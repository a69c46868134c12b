// src/schema/model.rs

//! The schema snapshot data model: Database, Table, Column, ForeignKey,
//! Index, and the invariants that connect them.

use indexmap::IndexMap;

/// Where a foreign key was discovered.
#[derive(Debug, Clone, Copy, PartialEq, Eq, PartialOrd, Ord)]
pub enum FkOrigin {
    Declared,
    Convention,
    Data,
}

impl FkOrigin {
    /// The confidence a key of this origin carries when first discovered,
    /// before any data-sampled ratio overrides it.
    pub fn default_confidence(&self) -> f64 {
        match self {
            FkOrigin::Declared => 1.0,
            FkOrigin::Convention => 0.6,
            FkOrigin::Data => 0.0, // data-sampled keys always carry an explicit ratio
        }
    }
}

#[derive(Debug, Clone)]
pub struct Column {
    pub name: String,
    pub sql_type: String,
    pub nullable: bool,
    pub default: Option<String>,
    pub auto_increment: bool,
    pub comment: Option<String>,
}

#[derive(Debug, Clone, Copy, PartialEq, Eq)]
pub enum ReferentialAction {
    Cascade,
    SetNull,
    Restrict,
    NoAction,
}

#[derive(Debug, Clone)]
pub struct ForeignKey {
    pub constraint_name: String,
    pub from_table: String,
    pub from_column: String,
    pub to_table: String,
    pub to_column: String,
    pub origin: FkOrigin,
    pub confidence: f64,
    pub on_update: Option<ReferentialAction>,
    pub on_delete: Option<ReferentialAction>,
}

impl ForeignKey {
    pub fn declared(
        constraint_name: impl Into<String>,
        from_table: impl Into<String>,
        from_column: impl Into<String>,
        to_table: impl Into<String>,
        to_column: impl Into<String>,
    ) -> Self {
        Self {
            constraint_name: constraint_name.into(),
            from_table: from_table.into(),
            from_column: from_column.into(),
            to_table: to_table.into(),
            to_column: to_column.into(),
            origin: FkOrigin::Declared,
            confidence: FkOrigin::Declared.default_confidence(),
            on_update: None,
            on_delete: None,
        }
    }

    pub fn convention(
        from_table: impl Into<String>,
        from_column: impl Into<String>,
        to_table: impl Into<String>,
        to_column: impl Into<String>,
    ) -> Self {
        let from_table = from_table.into();
        let from_column = from_column.into();
        Self {
            constraint_name: format!("convention_{from_table}_{from_column}"),
            from_table,
            from_column,
            to_table: to_table.into(),
            to_column: to_column.into(),
            origin: FkOrigin::Convention,
            confidence: FkOrigin::Convention.default_confidence(),
            on_update: None,
            on_delete: None,
        }
    }

    pub fn data_sampled(
        from_table: impl Into<String>,
        from_column: impl Into<String>,
        to_table: impl Into<String>,
        to_column: impl Into<String>,
        ratio: f64,
    ) -> Self {
        let from_table = from_table.into();
        let from_column = from_column.into();
        Self {
            constraint_name: format!("sampled_{from_table}_{from_column}"),
            from_table,
            from_column,
            to_table: to_table.into(),
            to_column: to_column.into(),
            origin: FkOrigin::Data,
            confidence: ratio,
            on_update: None,
            on_delete: None,
        }
    }
}

#[derive(Debug, Clone, Copy, PartialEq, Eq)]
pub enum IndexKind {
    BTree,
    Hash,
    FullText,
    Spatial,
}

#[derive(Debug, Clone)]
pub struct Index {
    pub name: String,
    pub table: String,
    pub columns: Vec<String>,
    pub unique: bool,
    pub kind: IndexKind,
}

#[derive(Debug, Clone)]
pub struct Table {
    pub name: String,
    /// Ordinal-position-preserving; required for primary-key ordinal
    /// lookups and deterministic schema emission.
    pub columns: IndexMap<String, Column>,
    /// Ordered by ordinal position within the primary key.
    pub primary_keys: Vec<String>,
    pub row_count: Option<u64>,
    pub engine: Option<String>,
    /// Set when the surrogate-key fallback was applied (no declared
    /// primary key; the first column was used instead).
    pub surrogate_primary_key: bool,
}

impl Table {
    pub fn new(name: impl Into<String>) -> Self {
        Self {
            name: name.into(),
            columns: IndexMap::new(),
            primary_keys: Vec::new(),
            row_count: None,
            engine: None,
            surrogate_primary_key: false,
        }
    }

    /// Apply the surrogate-key fallback: if no primary key is declared,
    /// use the first column and record that the substitution happened.
    pub fn ensure_primary_key(&mut self) {
        if self.primary_keys.is_empty() {
            if let Some(first) = self.columns.keys().next().cloned() {
                self.primary_keys.push(first);
                self.surrogate_primary_key = true;
            }
        }
    }
}

#[derive(Debug, Clone)]
pub struct Database {
    pub name: String,
}

/// The full, read-only-after-construction snapshot C3 produces and C4, C6,
/// C9 consume.
#[derive(Debug, Clone)]
pub struct SchemaSnapshot {
    pub database: Database,
    pub tables: IndexMap<String, Table>,
    pub foreign_keys: Vec<ForeignKey>,
    pub indexes: Vec<Index>,
    /// Tables whose schema read failed and were excluded under the
    /// per-table failure policy.
    pub skipped_tables: Vec<SkippedTable>,
}

#[derive(Debug, Clone)]
pub struct SkippedTable {
    pub name: String,
    pub reason: String,
}

impl SchemaSnapshot {
    pub fn new(database: Database) -> Self {
        Self {
            database,
            tables: IndexMap::new(),
            foreign_keys: Vec::new(),
            indexes: Vec::new(),
            skipped_tables: Vec::new(),
        }
    }

    pub fn table(&self, name: &str) -> Option<&Table> {
        self.tables.get(name)
    }

    pub fn has_table(&self, name: &str) -> bool {
        self.tables.contains_key(name)
    }

    /// Assert that every foreign key's endpoints name a table present in
    /// `tables`.
    pub fn validate_invariants(&self) -> Result<(), String> {
        for fk in &self.foreign_keys {
            if !self.has_table(&fk.from_table) {
                return Err(format!(
                    "foreign key {} references unknown from_table {}",
                    fk.constraint_name, fk.from_table
                ));
            }
            if !self.has_table(&fk.to_table) {
                return Err(format!(
                    "foreign key {} references unknown to_table {}",
                    fk.constraint_name, fk.to_table
                ));
            }
        }
        Ok(())
    }
}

○ ○ ○ ○ ○ ○ ○

- [WHAT TO WORK ON] In the entries above, count each line containing the word "position" and reply with only the count.

- [RESULT OF THIS EXERCISE] 2